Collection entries
Start of Block
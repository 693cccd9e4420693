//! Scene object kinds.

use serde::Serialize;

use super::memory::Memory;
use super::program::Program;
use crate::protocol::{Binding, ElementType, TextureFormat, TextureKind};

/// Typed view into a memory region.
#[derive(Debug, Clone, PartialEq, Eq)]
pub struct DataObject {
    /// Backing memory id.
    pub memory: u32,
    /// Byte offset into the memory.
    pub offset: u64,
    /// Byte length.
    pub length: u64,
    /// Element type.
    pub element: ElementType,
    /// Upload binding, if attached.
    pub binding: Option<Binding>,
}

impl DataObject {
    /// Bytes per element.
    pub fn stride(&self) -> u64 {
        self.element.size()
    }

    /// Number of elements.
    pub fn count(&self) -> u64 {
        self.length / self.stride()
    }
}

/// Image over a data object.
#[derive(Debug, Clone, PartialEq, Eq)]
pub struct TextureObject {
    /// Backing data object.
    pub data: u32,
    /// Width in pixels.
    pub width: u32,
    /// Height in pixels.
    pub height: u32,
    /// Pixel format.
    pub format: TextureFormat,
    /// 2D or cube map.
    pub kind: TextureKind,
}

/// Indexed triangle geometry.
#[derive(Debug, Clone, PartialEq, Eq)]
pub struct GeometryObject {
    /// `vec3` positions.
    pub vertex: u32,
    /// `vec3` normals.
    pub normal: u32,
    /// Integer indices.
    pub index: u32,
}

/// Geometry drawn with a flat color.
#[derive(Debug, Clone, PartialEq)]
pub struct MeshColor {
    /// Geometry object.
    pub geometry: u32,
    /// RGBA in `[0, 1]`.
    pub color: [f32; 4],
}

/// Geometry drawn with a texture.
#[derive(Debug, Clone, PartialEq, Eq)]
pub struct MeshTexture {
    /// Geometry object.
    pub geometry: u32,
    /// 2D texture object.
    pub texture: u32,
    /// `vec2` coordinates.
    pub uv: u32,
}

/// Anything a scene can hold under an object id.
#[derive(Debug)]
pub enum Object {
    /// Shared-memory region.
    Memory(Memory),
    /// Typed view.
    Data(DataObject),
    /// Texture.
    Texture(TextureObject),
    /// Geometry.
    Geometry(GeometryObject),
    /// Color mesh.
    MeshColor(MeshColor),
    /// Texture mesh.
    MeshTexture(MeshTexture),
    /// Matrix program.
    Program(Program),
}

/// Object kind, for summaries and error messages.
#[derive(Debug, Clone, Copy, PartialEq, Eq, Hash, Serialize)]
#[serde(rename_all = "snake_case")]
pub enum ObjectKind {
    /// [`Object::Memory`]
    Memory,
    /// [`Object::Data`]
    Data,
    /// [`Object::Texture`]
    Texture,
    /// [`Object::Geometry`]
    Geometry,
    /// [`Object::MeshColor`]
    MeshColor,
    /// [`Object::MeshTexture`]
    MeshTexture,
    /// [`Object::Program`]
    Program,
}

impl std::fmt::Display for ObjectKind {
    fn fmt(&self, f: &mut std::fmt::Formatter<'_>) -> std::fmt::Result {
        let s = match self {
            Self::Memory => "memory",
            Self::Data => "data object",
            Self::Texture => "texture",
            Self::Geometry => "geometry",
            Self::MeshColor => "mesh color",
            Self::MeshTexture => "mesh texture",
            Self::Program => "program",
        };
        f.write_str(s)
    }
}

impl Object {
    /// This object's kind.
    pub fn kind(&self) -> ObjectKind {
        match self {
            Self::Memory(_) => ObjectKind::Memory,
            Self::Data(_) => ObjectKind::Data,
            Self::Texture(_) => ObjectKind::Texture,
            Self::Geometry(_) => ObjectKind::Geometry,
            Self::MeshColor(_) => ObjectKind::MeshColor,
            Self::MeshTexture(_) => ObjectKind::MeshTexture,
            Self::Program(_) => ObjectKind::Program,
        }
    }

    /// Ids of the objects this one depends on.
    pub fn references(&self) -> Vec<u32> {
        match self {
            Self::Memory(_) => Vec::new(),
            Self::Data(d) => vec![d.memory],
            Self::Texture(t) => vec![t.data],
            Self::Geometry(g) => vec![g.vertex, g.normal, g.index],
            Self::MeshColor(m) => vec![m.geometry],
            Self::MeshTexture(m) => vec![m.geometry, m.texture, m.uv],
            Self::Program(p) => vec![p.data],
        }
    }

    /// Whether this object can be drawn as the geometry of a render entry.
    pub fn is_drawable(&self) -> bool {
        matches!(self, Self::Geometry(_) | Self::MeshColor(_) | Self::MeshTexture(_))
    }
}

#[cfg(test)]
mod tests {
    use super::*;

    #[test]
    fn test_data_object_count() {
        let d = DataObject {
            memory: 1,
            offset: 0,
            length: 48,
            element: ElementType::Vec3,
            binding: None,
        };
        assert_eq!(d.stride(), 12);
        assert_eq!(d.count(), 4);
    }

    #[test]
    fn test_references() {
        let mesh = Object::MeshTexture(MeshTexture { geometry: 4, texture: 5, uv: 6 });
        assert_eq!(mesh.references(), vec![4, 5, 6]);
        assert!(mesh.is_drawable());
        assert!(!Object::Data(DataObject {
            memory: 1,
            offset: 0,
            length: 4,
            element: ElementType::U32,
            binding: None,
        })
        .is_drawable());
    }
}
End of Block
Start of Block
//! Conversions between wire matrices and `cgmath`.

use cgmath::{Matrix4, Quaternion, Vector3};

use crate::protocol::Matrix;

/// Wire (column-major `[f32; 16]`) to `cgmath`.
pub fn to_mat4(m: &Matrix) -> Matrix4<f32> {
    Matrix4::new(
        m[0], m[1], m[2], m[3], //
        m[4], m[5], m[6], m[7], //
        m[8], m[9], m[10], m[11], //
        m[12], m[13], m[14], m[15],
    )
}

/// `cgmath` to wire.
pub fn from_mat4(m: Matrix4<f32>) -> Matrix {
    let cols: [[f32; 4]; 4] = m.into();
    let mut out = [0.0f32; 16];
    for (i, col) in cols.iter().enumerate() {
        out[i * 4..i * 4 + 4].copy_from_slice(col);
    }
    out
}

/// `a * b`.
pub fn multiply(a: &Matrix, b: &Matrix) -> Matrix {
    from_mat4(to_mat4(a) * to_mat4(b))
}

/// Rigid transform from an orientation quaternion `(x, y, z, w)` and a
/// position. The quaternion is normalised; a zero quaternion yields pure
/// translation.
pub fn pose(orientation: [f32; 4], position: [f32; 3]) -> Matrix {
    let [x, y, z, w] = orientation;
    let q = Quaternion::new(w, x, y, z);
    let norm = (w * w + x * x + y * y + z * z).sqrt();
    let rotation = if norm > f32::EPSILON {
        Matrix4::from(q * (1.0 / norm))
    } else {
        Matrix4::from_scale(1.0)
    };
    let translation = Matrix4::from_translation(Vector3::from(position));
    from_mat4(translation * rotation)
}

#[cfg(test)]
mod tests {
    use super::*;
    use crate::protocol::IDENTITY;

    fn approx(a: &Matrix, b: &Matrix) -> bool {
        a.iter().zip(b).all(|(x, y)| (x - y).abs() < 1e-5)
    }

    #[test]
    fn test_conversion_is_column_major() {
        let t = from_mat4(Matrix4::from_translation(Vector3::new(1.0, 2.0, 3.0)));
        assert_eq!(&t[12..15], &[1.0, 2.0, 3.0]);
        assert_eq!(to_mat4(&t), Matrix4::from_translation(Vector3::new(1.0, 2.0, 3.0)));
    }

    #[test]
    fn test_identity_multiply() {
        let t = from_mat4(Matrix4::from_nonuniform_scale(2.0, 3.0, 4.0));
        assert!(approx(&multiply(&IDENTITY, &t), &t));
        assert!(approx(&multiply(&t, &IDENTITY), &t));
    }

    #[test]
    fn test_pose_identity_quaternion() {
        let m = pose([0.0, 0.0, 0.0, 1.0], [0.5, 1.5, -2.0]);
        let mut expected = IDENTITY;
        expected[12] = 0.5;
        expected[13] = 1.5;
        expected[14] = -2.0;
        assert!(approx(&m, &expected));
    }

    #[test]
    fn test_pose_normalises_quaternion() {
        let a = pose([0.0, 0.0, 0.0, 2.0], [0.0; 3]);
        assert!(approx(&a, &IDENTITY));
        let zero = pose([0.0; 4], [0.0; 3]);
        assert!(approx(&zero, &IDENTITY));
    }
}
End of Block
▶ How to complete this task
Copy out the range of lines above starting at the line with "repository 693cccd9e4420693" and ending at the line with "#[derive(Debug, Clone, Copy, PartialEq, Eq, Hash, Serialize)]", exactly and including both.

▶ Exercise response
repository 693cccd9e4420693
//! Scene object kinds.

use serde::Serialize;

use super::memory::Memory;
use super::program::Program;
use crate::protocol::{Binding, ElementType, TextureFormat, TextureKind};

/// Typed view into a memory region.
#[derive(Debug, Clone, PartialEq, Eq)]
pub struct DataObject {
    /// Backing memory id.
    pub memory: u32,
    /// Byte offset into the memory.
    pub offset: u64,
    /// Byte length.
    pub length: u64,
    /// Element type.
    pub element: ElementType,
    /// Upload binding, if attached.
    pub binding: Option<Binding>,
}

impl DataObject {
    /// Bytes per element.
    pub fn stride(&self) -> u64 {
        self.element.size()
    }

    /// Number of elements.
    pub fn count(&self) -> u64 {
        self.length / self.stride()
    }
}

/// Image over a data object.
#[derive(Debug, Clone, PartialEq, Eq)]
pub struct TextureObject {
    /// Backing data object.
    pub data: u32,
    /// Width in pixels.
    pub width: u32,
    /// Height in pixels.
    pub height: u32,
    /// Pixel format.
    pub format: TextureFormat,
    /// 2D or cube map.
    pub kind: TextureKind,
}

/// Indexed triangle geometry.
#[derive(Debug, Clone, PartialEq, Eq)]
pub struct GeometryObject {
    /// `vec3` positions.
    pub vertex: u32,
    /// `vec3` normals.
    pub normal: u32,
    /// Integer indices.
    pub index: u32,
}

/// Geometry drawn with a flat color.
#[derive(Debug, Clone, PartialEq)]
pub struct MeshColor {
    /// Geometry object.
    pub geometry: u32,
    /// RGBA in `[0, 1]`.
    pub color: [f32; 4],
}

/// Geometry drawn with a texture.
#[derive(Debug, Clone, PartialEq, Eq)]
pub struct MeshTexture {
    /// Geometry object.
    pub geometry: u32,
    /// 2D texture object.
    pub texture: u32,
    /// `vec2` coordinates.
    pub uv: u32,
}

/// Anything a scene can hold under an object id.
#[derive(Debug)]
pub enum Object {
    /// Shared-memory region.
    Memory(Memory),
    /// Typed view.
    Data(DataObject),
    /// Texture.
    Texture(TextureObject),
    /// Geometry.
    Geometry(GeometryObject),
    /// Color mesh.
    MeshColor(MeshColor),
    /// Texture mesh.
    MeshTexture(MeshTexture),
    /// Matrix program.
    Program(Program),
}

/// Object kind, for summaries and error messages.
#[derive(Debug, Clone, Copy, PartialEq, Eq, Hash, Serialize)]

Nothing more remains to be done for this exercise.